**Work instructions**.
For this exercise, repeat the records below exactly as written.

Stored data:
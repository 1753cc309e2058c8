//! Declared column schemas of the two source datasets.

use serde::{Deserialize, Serialize};

#[derive(Debug, Clone, Copy, PartialEq, Eq, Hash, Serialize, Deserialize)]
pub enum ColumnKind {
    Timestamp,
    Numeric,
    Categorical,
}

#[derive(Debug, Clone, Copy, PartialEq, Eq)]
pub struct ColumnSpec {
    pub name: &'static str,
    pub kind: ColumnKind,
    pub required: bool,
    /// Raw values must be >= 0 (generation quantities).
    pub non_negative: bool,
}

const fn timestamp(name: &'static str) -> ColumnSpec {
    ColumnSpec {
        name,
        kind: ColumnKind::Timestamp,
        required: true,
        non_negative: false,
    }
}

const fn numeric(name: &'static str) -> ColumnSpec {
    ColumnSpec {
        name,
        kind: ColumnKind::Numeric,
        required: false,
        non_negative: false,
    }
}

const fn quantity(name: &'static str) -> ColumnSpec {
    ColumnSpec {
        name,
        kind: ColumnKind::Numeric,
        required: false,
        non_negative: true,
    }
}

const fn required_numeric(name: &'static str) -> ColumnSpec {
    ColumnSpec {
        name,
        kind: ColumnKind::Numeric,
        required: true,
        non_negative: false,
    }
}

const fn categorical(name: &'static str) -> ColumnSpec {
    ColumnSpec {
        name,
        kind: ColumnKind::Categorical,
        required: false,
        non_negative: false,
    }
}

#[derive(Debug)]
pub struct Schema {
    pub name: &'static str,
    pub timestamp_column: &'static str,
    pub columns: &'static [ColumnSpec],
}

impl Schema {
    pub fn spec(&self, column: &str) -> Option<&ColumnSpec> {
        self.columns.iter().find(|c| c.name == column)
    }

    pub fn required_columns(&self) -> impl Iterator<Item = &ColumnSpec> {
        self.columns.iter().filter(|c| c.required)
    }
}

pub const TARGET_COLUMN: &str = "total load actual";
pub const PRICE_COLUMN: &str = "price actual";

pub static ENERGY_SCHEMA: Schema = Schema {
    name: "energy",
    timestamp_column: "time",
    columns: &[
        timestamp("time"),
        quantity("generation biomass"),
        quantity("generation fossil brown coal/lignite"),
        quantity("generation fossil coal-derived gas"),
        quantity("generation fossil gas"),
        quantity("generation fossil hard coal"),
        quantity("generation fossil oil"),
        quantity("generation fossil oil shale"),
        quantity("generation fossil peat"),
        quantity("generation geothermal"),
        quantity("generation hydro pumped storage aggregated"),
        quantity("generation hydro pumped storage consumption"),
        quantity("generation hydro run-of-river and poundage"),
        quantity("generation hydro water reservoir"),
        quantity("generation marine"),
        quantity("generation nuclear"),
        quantity("generation other"),
        quantity("generation other renewable"),
        quantity("generation solar"),
        quantity("generation waste"),
        quantity("generation wind offshore"),
        quantity("generation wind onshore"),
        quantity("forecast solar day ahead"),
        quantity("forecast wind offshore eday ahead"),
        quantity("forecast wind onshore day ahead"),
        quantity("total load forecast"),
        required_numeric(TARGET_COLUMN),
        numeric("price day ahead"),
        numeric(PRICE_COLUMN),
    ],
};

pub static WEATHER_SCHEMA: Schema = Schema {
    name: "weather",
    timestamp_column: "dt_iso",
    columns: &[
        timestamp("dt_iso"),
        categorical("city_name"),
        numeric("temp"),
        numeric("temp_min"),
        numeric("temp_max"),
        numeric("pressure"),
        numeric("humidity"),
        numeric("wind_speed"),
        numeric("wind_deg"),
        quantity("rain_1h"),
        quantity("rain_3h"),
        quantity("snow_3h"),
        numeric("clouds_all"),
        numeric("weather_id"),
        categorical("weather_main"),
        categorical("weather_description"),
        categorical("weather_icon"),
    ],
};

/// The two source datasets and their file naming at each pipeline stage.
#[derive(Debug, Clone, Copy, PartialEq, Eq, Hash, Serialize, Deserialize)]
#[serde(rename_all = "lowercase")]
pub enum Dataset {
    Energy,
    Weather,
}

impl Dataset {
    pub const ALL: [Dataset; 2] = [Dataset::Energy, Dataset::Weather];

    pub fn schema(self) -> &'static Schema {
        match self {
            Dataset::Energy => &ENERGY_SCHEMA,
            Dataset::Weather => &WEATHER_SCHEMA,
        }
    }

    pub fn name(self) -> &'static str {
        self.schema().name
    }

    pub fn raw_file(self) -> &'static str {
        match self {
            Dataset::Energy => "energy_dataset.csv",
            Dataset::Weather => "weather_features.csv",
        }
    }

    pub fn processed_file(self) -> &'static str {
        match self {
            Dataset::Energy => "processed_energy_data.csv",
            Dataset::Weather => "processed_weather_data.csv",
        }
    }

    pub fn final_file(self) -> &'static str {
        match self {
            Dataset::Energy => "final_energy_data.csv",
            Dataset::Weather => "final_weather_data.csv",
        }
    }
}

impl std::fmt::Display for Dataset {
    fn fmt(&self, f: &mut std::fmt::Formatter<'_>) -> std::fmt::Result {
        f.write_str(self.name())
    }
}

#[cfg(test)]
mod tests {
    use super::*;

    #[test]
    fn test_energy_schema_requirements() {
        let required: Vec<&str> = ENERGY_SCHEMA.required_columns().map(|c| c.name).collect();
        assert_eq!(required, vec!["time", TARGET_COLUMN]);
        assert!(ENERGY_SCHEMA.spec("generation solar").unwrap().non_negative);
        assert!(!ENERGY_SCHEMA.spec(PRICE_COLUMN).unwrap().non_negative);
    }

    #[test]
    fn test_generation_columns_declared() {
        let generation = ENERGY_SCHEMA
            .columns
            .iter()
            .filter(|c| c.name.contains("generation"))
            .count();
        assert_eq!(generation, 21);
    }

    #[test]
    fn test_dataset_file_names() {
        assert_eq!(Dataset::Energy.raw_file(), "energy_dataset.csv");
        assert_eq!(Dataset::Weather.final_file(), "final_weather_data.csv");
        assert_eq!(Dataset::Weather.schema().timestamp_column, "dt_iso");
        assert_eq!(Dataset::Energy.to_string(), "energy");
    }
}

**Response to this task**.
repository 1753cc309e2058c8
//! Declared column schemas of the two source datasets.

use serde::{Deserialize, Serialize};

#[derive(Debug, Clone, Copy, PartialEq, Eq, Hash, Serialize, Deserialize)]
pub enum ColumnKind {
    Timestamp,
    Numeric,
    Categorical,
}

#[derive(Debug, Clone, Copy, PartialEq, Eq)]
pub struct ColumnSpec {
    pub name: &'static str,
    pub kind: ColumnKind,
    pub required: bool,
    /// Raw values must be >= 0 (generation quantities).
    pub non_negative: bool,
}

const fn timestamp(name: &'static str) -> ColumnSpec {
    ColumnSpec {
        name,
        kind: ColumnKind::Timestamp,
        required: true,
        non_negative: false,
    }
}

const fn numeric(name: &'static str) -> ColumnSpec {
    ColumnSpec {
        name,
        kind: ColumnKind::Numeric,
        required: false,
        non_negative: false,
    }
}

const fn quantity(name: &'static str) -> ColumnSpec {
    ColumnSpec {
        name,
        kind: ColumnKind::Numeric,
        required: false,
        non_negative: true,
    }
}

const fn required_numeric(name: &'static str) -> ColumnSpec {
    ColumnSpec {
        name,
        kind: ColumnKind::Numeric,
        required: true,
        non_negative: false,
    }
}

const fn categorical(name: &'static str) -> ColumnSpec {
    ColumnSpec {
        name,
        kind: ColumnKind::Categorical,
        required: false,
        non_negative: false,
    }
}

#[derive(Debug)]
pub struct Schema {
    pub name: &'static str,
    pub timestamp_column: &'static str,
    pub columns: &'static [ColumnSpec],
}

impl Schema {
    pub fn spec(&self, column: &str) -> Option<&ColumnSpec> {
        self.columns.iter().find(|c| c.name == column)
    }

    pub fn required_columns(&self) -> impl Iterator<Item = &ColumnSpec> {
        self.columns.iter().filter(|c| c.required)
    }
}

pub const TARGET_COLUMN: &str = "total load actual";
pub const PRICE_COLUMN: &str = "price actual";

pub static ENERGY_SCHEMA: Schema = Schema {
    name: "energy",
    timestamp_column: "time",
    columns: &[
        timestamp("time"),
        quantity("generation biomass"),
        quantity("generation fossil brown coal/lignite"),
        quantity("generation fossil coal-derived gas"),
        quantity("generation fossil gas"),
        quantity("generation fossil hard coal"),
        quantity("generation fossil oil"),
        quantity("generation fossil oil shale"),
        quantity("generation fossil peat"),
        quantity("generation geothermal"),
        quantity("generation hydro pumped storage aggregated"),
        quantity("generation hydro pumped storage consumption"),
        quantity("generation hydro run-of-river and poundage"),
        quantity("generation hydro water reservoir"),
        quantity("generation marine"),
        quantity("generation nuclear"),
        quantity("generation other"),
        quantity("generation other renewable"),
        quantity("generation solar"),
        quantity("generation waste"),
        quantity("generation wind offshore"),
        quantity("generation wind onshore"),
        quantity("forecast solar day ahead"),
        quantity("forecast wind offshore eday ahead"),
        quantity("forecast wind onshore day ahead"),
        quantity("total load forecast"),
        required_numeric(TARGET_COLUMN),
        numeric("price day ahead"),
        numeric(PRICE_COLUMN),
    ],
};

pub static WEATHER_SCHEMA: Schema = Schema {
    name: "weather",
    timestamp_column: "dt_iso",
    columns: &[
        timestamp("dt_iso"),
        categorical("city_name"),
        numeric("temp"),
        numeric("temp_min"),
        numeric("temp_max"),
        numeric("pressure"),
        numeric("humidity"),
        numeric("wind_speed"),
        numeric("wind_deg"),
        quantity("rain_1h"),
        quantity("rain_3h"),
        quantity("snow_3h"),
        numeric("clouds_all"),
        numeric("weather_id"),
        categorical("weather_main"),
        categorical("weather_description"),
        categorical("weather_icon"),
    ],
};

/// The two source datasets and their file naming at each pipeline stage.
#[derive(Debug, Clone, Copy, PartialEq, Eq, Hash, Serialize, Deserialize)]
#[serde(rename_all = "lowercase")]
pub enum Dataset {
    Energy,
    Weather,
}

impl Dataset {
    pub const ALL: [Dataset; 2] = [Dataset::Energy, Dataset::Weather];

    pub fn schema(self) -> &'static Schema {
        match self {
            Dataset::Energy => &ENERGY_SCHEMA,
            Dataset::Weather => &WEATHER_SCHEMA,
        }
    }

    pub fn name(self) -> &'static str {
        self.schema().name
    }

    pub fn raw_file(self) -> &'static str {
        match self {
            Dataset::Energy => "energy_dataset.csv",
            Dataset::Weather => "weather_features.csv",
        }
    }

    pub fn processed_file(self) -> &'static str {
        match self {
            Dataset::Energy => "processed_energy_data.csv",
            Dataset::Weather => "processed_weather_data.csv",
        }
    }

    pub fn final_file(self) -> &'static str {
        match self {
            Dataset::Energy => "final_energy_data.csv",
            Dataset::Weather => "final_weather_data.csv",
        }
    }
}

impl std::fmt::Display for Dataset {
    fn fmt(&self, f: &mut std::fmt::Formatter<'_>) -> std::fmt::Result {
        f.write_str(self.name())
    }
}

#[cfg(test)]
mod tests {
    use super::*;

    #[test]
    fn test_energy_schema_requirements() {
        let required: Vec<&str> = ENERGY_SCHEMA.required_columns().map(|c| c.name).collect();
        assert_eq!(required, vec!["time", TARGET_COLUMN]);
        assert!(ENERGY_SCHEMA.spec("generation solar").unwrap().non_negative);
        assert!(!ENERGY_SCHEMA.spec(PRICE_COLUMN).unwrap().non_negative);
    }

    #[test]
    fn test_generation_columns_declared() {
        let generation = ENERGY_SCHEMA
            .columns
            .iter()
            .filter(|c| c.name.contains("generation"))
            .count();
        assert_eq!(generation, 21);
    }

    #[test]
    fn test_dataset_file_names() {
        assert_eq!(Dataset::Energy.raw_file(), "energy_dataset.csv");
        assert_eq!(Dataset::Weather.final_file(), "final_weather_data.csv");
        assert_eq!(Dataset::Weather.schema().timestamp_column, "dt_iso");
        assert_eq!(Dataset::Energy.to_string(), "energy");
    }
}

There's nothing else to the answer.